To earn the ENERGY STAR, Det Norske Veritas took the following actions:
• Implemented Environmental Management certified to ISO 14001
• Designed and moved into a new office facility using Energy Star guidelines and LEEDs Gold level design standards in its construction

EPA's national energy performance rating system provides a 1-100 scale that helps organizations assess how efficiently their buildings use energy relative to similar buildings nationwide. A building that scores a rating of 75 or higher is eligible for the ENERGY STAR. Commercial Buildings that can earn the ENERGY STAR include offices, bank branches, financial centers, retailers, courthouses, hospitals, hotels, K-12 schools, medical offices, supermarkets, dormitories, and warehouses.

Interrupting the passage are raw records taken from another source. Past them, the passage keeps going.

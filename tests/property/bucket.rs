//! Token bucket invariants.
//!
//! - A frozen bucket never grants more than its capacity.
//! - Within any window, grants never exceed capacity plus refill.
//! - The observable level never exceeds capacity.

use linebot_ratelimit::TokenBucket;
use proptest::prelude::*;
use std::time::Instant;

proptest! {
    #![proptest_config(ProptestConfig::with_cases(50))]

    #[test]
    fn frozen_bucket_grants_exactly_capacity(
        capacity in 1u32..=50,
        attempts in 0usize..=200,
    ) {
        let bucket = TokenBucket::new(capacity, 0.0);
        let granted = (0..attempts).filter(|_| bucket.allow()).count();
        prop_assert_eq!(granted, attempts.min(capacity as usize));
    }

    #[test]
    fn grants_are_bounded_by_capacity_plus_refill(
        capacity in 1u32..=20,
        rate in 0.0f64..=500.0,
        attempts in 1usize..=500,
    ) {
        let started = Instant::now();
        let bucket = TokenBucket::new(capacity, rate);
        let granted = (0..attempts).filter(|_| bucket.allow()).count();
        let elapsed = started.elapsed().as_secs_f64();

        // One extra grant of slack absorbs the rounding at the window
        // edges; the bound itself is capacity + elapsed * rate.
        let bound = capacity as f64 + elapsed * rate + 1.0;
        prop_assert!(
            (granted as f64) <= bound,
            "granted {} exceeds bound {}", granted, bound
        );
    }

    #[test]
    fn level_never_exceeds_capacity(
        capacity in 1u32..=50,
        rate in 0.0f64..=10_000.0,
        spends in 0usize..=60,
    ) {
        let bucket = TokenBucket::new(capacity, rate);
        for _ in 0..spends {
            let _ = bucket.allow();
            prop_assert!(bucket.available() <= capacity as f64);
        }
        prop_assert!(bucket.available() <= capacity as f64);
    }
}
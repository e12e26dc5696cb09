//! The classification table, end to end: status rules, wording rules,
//! precedence, and the conservative default.

use linebot_llm::{classify, ErrorAction, LlmError};

fn provider(status: u16, message: &str) -> LlmError {
    LlmError::Provider {
        provider: "test".to_string(),
        status,
        message: message.to_string(),
        retry_after: None,
    }
}

#[test]
fn context_signals() {
    assert_eq!(classify(&LlmError::Cancelled), ErrorAction::Fail);
    assert_eq!(classify(&LlmError::DeadlineExceeded), ErrorAction::Retry);
}

#[test]
fn transient_status_rows() {
    for status in [408, 409, 429, 500, 502, 503, 504, 529] {
        assert_eq!(classify(&provider(status, "x")), ErrorAction::Retry, "{status}");
    }
}

#[test]
fn permanent_status_rows() {
    for status in [400, 401, 403, 404, 422] {
        assert_eq!(classify(&provider(status, "x")), ErrorAction::Fail, "{status}");
    }
}

#[test]
fn quota_wording_rows() {
    for message in [
        "You exceeded your current quota, please check your plan",
        "billing hard limit has been reached",
        "daily limit exceeded for this model",
        "monthly limit reached",
    ] {
        assert_eq!(
            classify(&provider(429, message)),
            ErrorAction::Fallback,
            "{message}"
        );
    }
}

#[test]
fn transient_wording_rows() {
    for message in [
        "rate limit exceeded, slow down",
        "RESOURCE_EXHAUSTED",
        "too many requests in flight",
        "the model is currently unavailable",
        "server overloaded",
        "we are at capacity",
        "bad gateway",
        "upstream timeout",
        "deadline exceeded talking to backend",
        "connection reset by peer",
    ] {
        assert_eq!(
            classify(&LlmError::ResponseFormat(message.to_string())),
            ErrorAction::Retry,
            "{message}"
        );
    }
}

#[test]
fn permanent_wording_rows() {
    for message in [
        "invalid api key provided",
        "unauthorized",
        "forbidden",
        "model not found",
        "bad request: missing field",
        "request body was malformed",
        "unprocessable entity",
    ] {
        assert_eq!(
            classify(&LlmError::ResponseFormat(message.to_string())),
            ErrorAction::Fail,
            "{message}"
        );
    }
}

#[test]
fn unknown_defaults_to_retry() {
    assert_eq!(
        classify(&LlmError::ResponseFormat("zorp".to_string())),
        ErrorAction::Retry
    );
}

#[test]
fn classification_is_deterministic() {
    let samples = [
        provider(429, "quota exceeded"),
        provider(503, "unavailable"),
        provider(404, "not found"),
        LlmError::Cancelled,
        LlmError::DeadlineExceeded,
    ];
    for err in &samples {
        assert_eq!(classify(err), classify(err));
    }
}

#[test]
fn budget_exhaustion_is_terminal() {
    let inner = provider(503, "unavailable");
    assert_eq!(
        classify(&inner.into_budget_exhausted()),
        ErrorAction::Fail
    );
}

ENERGY STAR was introduced by EPA in 1992 as a voluntary, market-based partnership to reduce greenhouse gas emissions through energy efficiency. Today, the ENERGY STAR label can be found on more than 50 different kinds of products, new homes and commercial and industrial buildings. Products and buildings that have earned the ENERGY STAR designation prevent greenhouse gas emissions by meeting strict energy-efficiency specifications set by the government. In 2006, Americans, with the help of ENERGY STAR, saved about $16 billion on their energy bills while reducing the greenhouse gas emissions equivalent to those of 27 million vehicles.